Should I buy it? Table Manners is a lovely collection of recipes – bright, delicious dishes that capture the heart and soul of the podcast and its stars. The excellent selection of Jewish recipes will offer many readers insight into a cuisine they might not have explored before. It isn’t a vital addition to any shelf – but it still has plenty to offer.

Review written by Stephen Rötzsch Thomas a Brighton-based writer. Follow him on Twitter and Instagram at @srotzschthomas.

Cuisine: European/Jewish
Suitable for: Beginners and confident home cooks
Cookbook Review Rating: Four stars

Buy this book
Table Manners: The Cookbook
£22, Ebury Press

Cook from this book
Turkey Meatballs in Tomato Sauce
‘Triple Threat’ Chocolate Brownies
Chicken Soup

What is Cooking by Ferran Adrià and elBullifoundation

What is Cooking Ferran Adria

What’s the USP? This is not a cookbook and there are no recipes. According to the authors, it’s ‘a compilation of the connected knowledge needed in order to answer the question: ‘What is cooking?’. According to me, it’s nothing less than an intellectual land grab by one of the world’s most famous chefs in an attempt to place himself at the forefront of the study of cuisine and gastronomy as a formal academic subject.

Who is the author? Ferran Adrià is one of the world’s most famous chefs. Along with his brother Albert, he is the architect of what is commonly known as ‘molecular gastronomy’ but which Adrià refers to as ‘techno-emotional’ cuisine.

He closed the doors of his restaurant el Bulli back in 2011 and has since dedicated his time to the elBullifoundation, which, the website says is ‘a private, family-run foundation, promoted by Ferran Adrià and Juli Soler.
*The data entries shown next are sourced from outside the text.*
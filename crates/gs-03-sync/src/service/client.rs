//! # Client Mirror
//!
//! The client side of the sync protocol: a read-only mirror of the players
//! and roles the server has sent. The mirror never decides access; its own
//! instance exists so UI modules can hide what the server would refuse.

use std::sync::Arc;

use gs_01_permissions::InMemoryRoleRegistry;
use gs_02_players::{GameClock, PlayerInstance, PlayerPayload, PlayerRegistry, SessionConfig, SessionContext};

use crate::errors::SyncResult;
use crate::ipc::{codec, ClientMessage, ServerMessage};
use crate::ports::{PermissionsListener, ServerChannel};

/// Client side of a session.
pub struct ClientMirror {
    ctx: SessionContext,
    roles: Arc<InMemoryRoleRegistry>,
    players: PlayerRegistry,
    own_guid: Option<String>,
    channel: Arc<dyn ServerChannel>,
    listeners: Vec<Arc<dyn PermissionsListener>>,
}

impl ClientMirror {
    pub fn new(
        config: SessionConfig,
        roles: Arc<InMemoryRoleRegistry>,
        clock: Arc<dyn GameClock>,
        channel: Arc<dyn ServerChannel>,
    ) -> Self {
        Self {
            ctx: SessionContext::client(roles.clone(), clock, config),
            roles,
            players: PlayerRegistry::new(),
            own_guid: None,
            channel,
            listeners: Vec::new(),
        }
    }

    /// Register a module to be told when permissions change.
    pub fn add_listener(&mut self, listener: Arc<dyn PermissionsListener>) {
        self.listeners.push(listener);
    }

    // =========================================================================
    // ACCESSORS
    // =========================================================================

    pub fn own_guid(&self) -> Option<&str> {
        self.own_guid.as_deref()
    }

    /// The mirror of this client's own player, once the server sent it.
    pub fn own_instance(&self) -> Option<&PlayerInstance> {
        self.own_guid
            .as_deref()
            .and_then(|guid| self.players.get(guid))
    }

    /// UI gate: whether the own instance appears to hold `permission`.
    pub fn has_permission(&self, permission: &str) -> bool {
        self.own_instance()
            .is_some_and(|own| own.has_permission(permission))
    }

    pub fn player(&self, guid: &str) -> Option<&PlayerInstance> {
        self.players.get(guid)
    }

    pub fn players(&self) -> &PlayerRegistry {
        &self.players
    }

    pub fn roles(&self) -> &Arc<InMemoryRoleRegistry> {
        &self.roles
    }

    // =========================================================================
    // REQUESTS
    // =========================================================================

    /// Ask for every connected player. Sent once the module has loaded.
    pub fn request_refresh(&self) -> SyncResult<()> {
        self.send(&ClientMessage::RefreshPlayers)
    }

    /// Ask for one player's current state.
    pub fn request_player(&self, guid: &str) -> SyncResult<()> {
        self.send(&ClientMessage::UpdatePlayer {
            guid: guid.to_string(),
        })
    }

    /// Push a role definition to the server.
    pub fn push_role(&self, name: &str, permissions: Vec<String>) -> SyncResult<()> {
        self.send(&ClientMessage::UpdateRole {
            name: name.to_string(),
            permissions,
        })
    }

    fn send(&self, message: &ClientMessage) -> SyncResult<()> {
        let frame = codec::encode(message, self.ctx.config.protocol_version)?;
        self.channel.send(frame)?;
        gs_diagnostics::MESSAGES_SENT
            .with_label_values(&[message.kind()])
            .inc();
        Ok(())
    }

    // =========================================================================
    // MESSAGE HANDLING
    // =========================================================================

    /// Decode and apply one frame from the server.
    ///
    /// Frames that fail to decode are dropped.
    pub fn handle_frame(&mut self, frame: &[u8]) {
        match codec::decode::<ServerMessage>(frame, self.ctx.config.protocol_version) {
            Ok(message) => self.handle_message(message),
            Err(e) => tracing::warn!(error = %e, "Dropping server frame"),
        }
    }

    pub fn handle_message(&mut self, message: ServerMessage) {
        gs_diagnostics::MESSAGES_RECEIVED
            .with_label_values(&[message.kind()])
            .inc();

        match message {
            ServerMessage::UpdatePlayer(payload) => self.handle_update_player(payload),
            ServerMessage::SetClientInstance { guid, player } => {
                self.handle_set_client_instance(guid, player)
            }
            ServerMessage::RemoveClient { guid } => self.handle_remove_client(&guid),
            ServerMessage::UpdateRole { name, permissions } => {
                self.handle_update_role(&name, permissions)
            }
        }
    }

    /// Create or replace the mirror of one player.
    pub fn handle_update_player(&mut self, payload: PlayerPayload) {
        let guid = payload.guid().to_string();
        match self.players.get_mut(&guid) {
            Some(existing) => existing.apply_payload(payload),
            None => {
                self.players
                    .insert(PlayerInstance::from_payload(payload, self.ctx.clone()));
            }
        }
        tracing::trace!(guid = %guid, "Mirrored player");
    }

    /// Record the own instance and notify listeners.
    pub fn handle_set_client_instance(&mut self, guid: String, player: PlayerPayload) {
        self.handle_update_player(player);
        tracing::debug!(guid = %guid, "Own instance set");
        self.own_guid = Some(guid);
        self.notify();
    }

    pub fn handle_remove_client(&mut self, guid: &str) {
        if self.players.remove(guid).is_some() {
            tracing::debug!(guid = %guid, "Removed mirrored player");
        }
    }

    /// Replace a role definition and notify listeners.
    pub fn handle_update_role(&mut self, name: &str, permissions: Vec<String>) {
        self.roles.load_role(name, permissions);
        tracing::debug!(role = %name, "Role definition received");
        self.notify();
    }

    fn notify(&self) {
        let own = self.own_instance();
        for listener in &self.listeners {
            listener.on_permissions_updated(own);
        }
    }
}
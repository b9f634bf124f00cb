//! In-process transport.
//!
//! Runs a server and any number of client mirrors in one process, for
//! offline sessions and end-to-end tests. Frames still go through the codec,
//! so the same bytes cross the boundary as over a network transport.

use std::collections::BTreeMap;
use std::sync::Arc;

use gs_01_permissions::InMemoryRoleRegistry;
use gs_02_players::{GameClock, LiveEntity, PlayerStore, SessionConfig};
use shared_types::PlayerIdentity;

use super::recording::{QueuedClientChannel, QueuedServerChannel, Target};
use crate::service::{ClientMirror, SessionServer};

struct ClientEndpoint {
    mirror: ClientMirror,
    outbound: Arc<QueuedServerChannel>,
}

/// A server wired to its clients through in-memory queues.
pub struct Loopback {
    config: SessionConfig,
    clock: Arc<dyn GameClock>,
    server: SessionServer,
    server_outbound: Arc<QueuedClientChannel>,
    clients: BTreeMap<String, ClientEndpoint>,
}

impl Loopback {
    pub fn new(config: SessionConfig, clock: Arc<dyn GameClock>) -> Self {
        let server_outbound = Arc::new(QueuedClientChannel::new());
        let server = SessionServer::new(
            config.clone(),
            Arc::new(InMemoryRoleRegistry::new()),
            clock.clone(),
            server_outbound.clone(),
        );
        Self {
            config,
            clock,
            server,
            server_outbound,
            clients: BTreeMap::new(),
        }
    }

    /// Persist server-side players through `store`.
    pub fn with_store(mut self, store: Arc<dyn PlayerStore>) -> Self {
        self.server = self.server.with_store(store);
        self
    }

    pub fn server(&self) -> &SessionServer {
        &self.server
    }

    pub fn server_mut(&mut self) -> &mut SessionServer {
        &mut self.server
    }

    pub fn client(&self, guid: &str) -> Option<&ClientMirror> {
        self.clients.get(guid).map(|c| &c.mirror)
    }

    pub fn client_mut(&mut self, guid: &str) -> Option<&mut ClientMirror> {
        self.clients.get_mut(guid).map(|c| &mut c.mirror)
    }

    /// Connect a player and its client mirror, then let the mirror ask for
    /// the player list as it would after loading.
    pub fn join(&mut self, identity: PlayerIdentity, entity: Option<Arc<dyn LiveEntity>>) {
        let guid = identity.guid.clone();
        let outbound = Arc::new(QueuedServerChannel::new());
        let mirror = ClientMirror::new(
            self.config.clone(),
            Arc::new(InMemoryRoleRegistry::new()),
            self.clock.clone(),
            outbound.clone(),
        );
        self.clients
            .insert(guid.clone(), ClientEndpoint { mirror, outbound });

        self.server.connect(identity, entity);
        self.pump();

        if let Some(endpoint) = self.clients.get(&guid) {
            if let Err(e) = endpoint.mirror.request_refresh() {
                tracing::warn!(guid = %guid, error = %e, "Refresh request failed");
            }
        }
        self.pump();
    }

    /// Disconnect a player and drop its client.
    pub fn leave(&mut self, guid: &str) {
        self.clients.remove(guid);
        self.server.disconnect(guid);
        self.pump();
    }

    /// Deliver queued frames in both directions until none are left.
    ///
    /// Returns the number of frames delivered.
    pub fn pump(&mut self) -> usize {
        let mut total = 0;
        loop {
            let mut delivered = 0;

            for delivery in self.server_outbound.take() {
                match &delivery.target {
                    Target::One(guid) => {
                        if let Some(endpoint) = self.clients.get_mut(guid) {
                            endpoint.mirror.handle_frame(&delivery.frame);
                        }
                    }
                    Target::All => {
                        for endpoint in self.clients.values_mut() {
                            endpoint.mirror.handle_frame(&delivery.frame);
                        }
                    }
                }
                delivered += 1;
            }

            for (guid, endpoint) in &self.clients {
                for frame in endpoint.outbound.take() {
                    self.server.handle_frame(guid, &frame);
                    delivered += 1;
                }
            }

            if delivered == 0 {
                return total;
            }
            total += delivered;
        }
    }
}
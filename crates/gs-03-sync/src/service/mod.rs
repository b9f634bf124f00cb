//! Protocol endpoints.

pub mod client;
pub mod server;

pub use client::ClientMirror;
pub use server::SessionServer;
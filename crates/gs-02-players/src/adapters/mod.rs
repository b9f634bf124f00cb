//! Adapters for the player crate ports.

pub mod clock;
pub mod file_store;
pub mod memory_store;

pub use clock::{ManualClock, MonotonicClock};
pub use file_store::{FilePlayerStore, RECORD_EXTENSION};
pub use memory_store::InMemoryPlayerStore;
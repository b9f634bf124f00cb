//! Frame codec: bincode over a versioned [`Envelope`].
//!
//! The version prefix is checked before the payload is decoded, so a frame
//! from a newer protocol is reported as a version mismatch rather than as
//! garbage.

use serde::de::DeserializeOwned;
use serde::Serialize;
use shared_types::{Envelope, MessageError};

/// Encode `payload` as a frame of protocol `version`.
pub fn encode<T: Serialize>(payload: &T, version: u16) -> Result<Vec<u8>, MessageError> {
    let envelope = Envelope { version, payload };
    bincode::serialize(&envelope).map_err(|e| MessageError::Encoding(e.to_string()))
}

/// Decode a frame, accepting only protocol `supported`.
pub fn decode<T: DeserializeOwned>(frame: &[u8], supported: u16) -> Result<T, MessageError> {
    let version: u16 =
        bincode::deserialize(frame).map_err(|e| MessageError::Malformed(e.to_string()))?;
    if version != supported {
        return Err(MessageError::UnsupportedVersion {
            received: version,
            supported,
        });
    }

    let envelope: Envelope<T> =
        bincode::deserialize(frame).map_err(|e| MessageError::Malformed(e.to_string()))?;
    envelope.open(supported)
}
//! # GS-02 Players
//!
//! Per-player state for a game session: identity, own permission tree,
//! role memberships and a throttled vitals snapshot, plus persistence.
//!
//! **Architecture:** Hexagonal (DDD + Ports/Adapters)
//!
//! ## Authority
//!
//! | Operation | Server | Client mirror |
//! |-----------|--------|---------------|
//! | `update` (vitals refresh) | throttled sample of the live entity | no-op |
//! | `save` / `load` | writes / reads the `PlayerStore` | no-op |
//! | `apply_payload` | n/a | replaces all state |
//!
//! ## Persistence
//!
//! ```text
//! permissions_dir/<guid>.txt        one "<path> <TYPE>" entry per line
//! players_dir/<guid>.json           { guid, name, roles }
//! ```
//!
//! Older permission records keyed by Steam64 id, or carrying a doubled
//! extension, are read once and migrated to the guid record.
//!
//! ## Module Structure
//!
//! ```text
//! gs-02-players/
//! ├── domain/     # PlayerInstance, Vitals, PlayerRegistry, persistence, errors
//! ├── ports/      # LiveEntity, GameClock, PlayerStore (outbound)
//! ├── adapters/   # FilePlayerStore, InMemoryPlayerStore, clocks
//! ├── context.rs  # SessionContext
//! └── config.rs   # SessionConfig
//! ```

#![warn(clippy::all)]
#![cfg_attr(test, allow(clippy::unwrap_used))]

pub mod adapters;
pub mod config;
pub mod context;
pub mod domain;
pub mod ports;

pub use adapters::{FilePlayerStore, InMemoryPlayerStore, ManualClock, MonotonicClock};
pub use config::{SessionConfig, DEFAULT_REFRESH_INTERVAL_TICKS};
pub use context::SessionContext;
pub use domain::{
    load_permissions, permission_record_name, permission_sources, retire_legacy, sanitize_id,
    ConfigError, LoadedPermissions, PermissionSource, PlayerError, PlayerInstance,
    PlayerPayload, PlayerRecord, PlayerRegistry, PlayerResult, StoreError, StoreResult, Vitals,
};
pub use ports::{GameClock, LiveEntity, PlayerStore};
Established on 7 February 2013, it came out of the need to transform elBullirestaurant, with a vision based on the desire to continue promoting innovation and creativity through the language of cooking and to preserve the legacy and spirit of elBulli for society’.

In practice that means publishing books, mounting exhibitions, the production of a documentary series about el Bulli restaurant, consulting services and whole raft of other projects including the development of educational courses. The one project that Adrià has been talking about almost since the day elBulli closed is the launch of elBulli1846, the re-purposing of el Bulli restaurant as ‘an exhibition lab’ for ‘studies, investigation and experimentation to generate knowledge around the theme of efficiency in innovation’. Although the website explicitly says that elBulli1846 is not a restaurant, that has been talk in the past of some food being prepared and served there, but no one seems to know if and when that will actually happen and if it does, who gets to eat it.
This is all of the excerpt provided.